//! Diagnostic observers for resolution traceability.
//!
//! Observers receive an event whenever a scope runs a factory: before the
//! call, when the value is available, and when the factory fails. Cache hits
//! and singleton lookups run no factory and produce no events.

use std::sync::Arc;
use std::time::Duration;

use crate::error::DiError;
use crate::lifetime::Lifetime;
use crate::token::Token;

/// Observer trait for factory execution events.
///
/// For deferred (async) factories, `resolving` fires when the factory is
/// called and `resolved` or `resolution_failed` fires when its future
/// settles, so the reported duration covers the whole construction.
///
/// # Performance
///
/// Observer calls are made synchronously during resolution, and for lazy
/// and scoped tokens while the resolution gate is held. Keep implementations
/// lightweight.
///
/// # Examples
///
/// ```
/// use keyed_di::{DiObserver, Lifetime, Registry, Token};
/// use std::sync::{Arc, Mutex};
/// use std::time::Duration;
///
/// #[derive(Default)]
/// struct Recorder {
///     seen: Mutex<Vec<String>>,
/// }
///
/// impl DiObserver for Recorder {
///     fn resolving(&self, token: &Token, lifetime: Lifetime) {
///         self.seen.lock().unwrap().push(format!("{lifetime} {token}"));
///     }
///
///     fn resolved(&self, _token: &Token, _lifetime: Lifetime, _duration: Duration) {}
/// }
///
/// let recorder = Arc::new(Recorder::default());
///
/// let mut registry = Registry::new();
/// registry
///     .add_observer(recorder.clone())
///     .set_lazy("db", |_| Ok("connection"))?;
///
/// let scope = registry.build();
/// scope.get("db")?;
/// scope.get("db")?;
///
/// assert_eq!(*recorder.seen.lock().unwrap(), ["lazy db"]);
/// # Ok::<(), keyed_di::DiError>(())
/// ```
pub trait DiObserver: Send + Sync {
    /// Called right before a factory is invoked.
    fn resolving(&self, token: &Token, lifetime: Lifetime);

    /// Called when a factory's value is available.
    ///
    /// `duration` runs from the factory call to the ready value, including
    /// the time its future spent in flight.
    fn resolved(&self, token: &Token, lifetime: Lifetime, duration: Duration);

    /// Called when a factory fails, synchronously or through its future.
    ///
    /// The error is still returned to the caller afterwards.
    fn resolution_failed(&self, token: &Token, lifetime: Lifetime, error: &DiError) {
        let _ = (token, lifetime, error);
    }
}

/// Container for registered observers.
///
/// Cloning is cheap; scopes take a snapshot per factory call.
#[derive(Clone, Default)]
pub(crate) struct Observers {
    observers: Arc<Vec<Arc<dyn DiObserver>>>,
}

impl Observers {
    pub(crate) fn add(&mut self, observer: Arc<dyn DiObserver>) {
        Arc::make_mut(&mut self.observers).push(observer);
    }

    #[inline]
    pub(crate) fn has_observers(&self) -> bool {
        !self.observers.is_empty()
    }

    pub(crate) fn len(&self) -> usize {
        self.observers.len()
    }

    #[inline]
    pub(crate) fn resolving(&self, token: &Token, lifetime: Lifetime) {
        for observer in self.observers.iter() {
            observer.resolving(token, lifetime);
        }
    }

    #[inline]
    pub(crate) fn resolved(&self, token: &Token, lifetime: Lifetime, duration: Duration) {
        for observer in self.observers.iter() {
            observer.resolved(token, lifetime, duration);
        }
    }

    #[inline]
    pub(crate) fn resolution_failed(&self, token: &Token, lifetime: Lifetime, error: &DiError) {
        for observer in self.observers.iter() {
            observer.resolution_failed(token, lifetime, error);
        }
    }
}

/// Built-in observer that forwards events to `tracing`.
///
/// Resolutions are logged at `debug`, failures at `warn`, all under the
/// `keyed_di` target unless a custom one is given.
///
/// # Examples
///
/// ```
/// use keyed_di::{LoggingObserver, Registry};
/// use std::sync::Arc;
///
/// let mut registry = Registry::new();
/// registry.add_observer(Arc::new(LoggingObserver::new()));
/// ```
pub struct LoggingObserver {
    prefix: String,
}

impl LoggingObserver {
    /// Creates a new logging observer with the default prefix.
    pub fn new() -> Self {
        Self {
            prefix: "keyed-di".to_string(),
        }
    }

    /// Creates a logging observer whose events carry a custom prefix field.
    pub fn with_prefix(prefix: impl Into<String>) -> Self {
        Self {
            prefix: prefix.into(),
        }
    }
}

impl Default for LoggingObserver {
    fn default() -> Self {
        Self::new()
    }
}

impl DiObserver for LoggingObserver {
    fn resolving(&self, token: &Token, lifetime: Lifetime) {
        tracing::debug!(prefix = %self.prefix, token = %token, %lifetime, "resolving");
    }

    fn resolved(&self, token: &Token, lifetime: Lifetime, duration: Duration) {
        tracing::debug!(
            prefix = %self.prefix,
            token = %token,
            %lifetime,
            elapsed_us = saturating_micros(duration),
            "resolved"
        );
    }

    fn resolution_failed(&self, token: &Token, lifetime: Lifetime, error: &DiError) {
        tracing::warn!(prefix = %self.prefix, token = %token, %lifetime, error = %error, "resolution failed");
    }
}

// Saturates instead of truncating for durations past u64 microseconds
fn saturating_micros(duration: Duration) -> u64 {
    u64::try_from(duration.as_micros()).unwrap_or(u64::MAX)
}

Exercise instructions.
Give back exactly the lines above, from the line containing "fn default() ->" through the line containing "fn saturating_micros(duration: Duration)", with both end lines and nothing more.

Exercise answer.
    fn default() -> Self {
        Self::new()
    }
}

impl DiObserver for LoggingObserver {
    fn resolving(&self, token: &Token, lifetime: Lifetime) {
        tracing::debug!(prefix = %self.prefix, token = %token, %lifetime, "resolving");
    }

    fn resolved(&self, token: &Token, lifetime: Lifetime, duration: Duration) {
        tracing::debug!(
            prefix = %self.prefix,
            token = %token,
            %lifetime,
            elapsed_us = saturating_micros(duration),
            "resolved"
        );
    }

    fn resolution_failed(&self, token: &Token, lifetime: Lifetime, error: &DiError) {
        tracing::warn!(prefix = %self.prefix, token = %token, %lifetime, error = %error, "resolution failed");
    }
}

// Saturates instead of truncating for durations past u64 microseconds
fn saturating_micros(duration: Duration) -> u64 {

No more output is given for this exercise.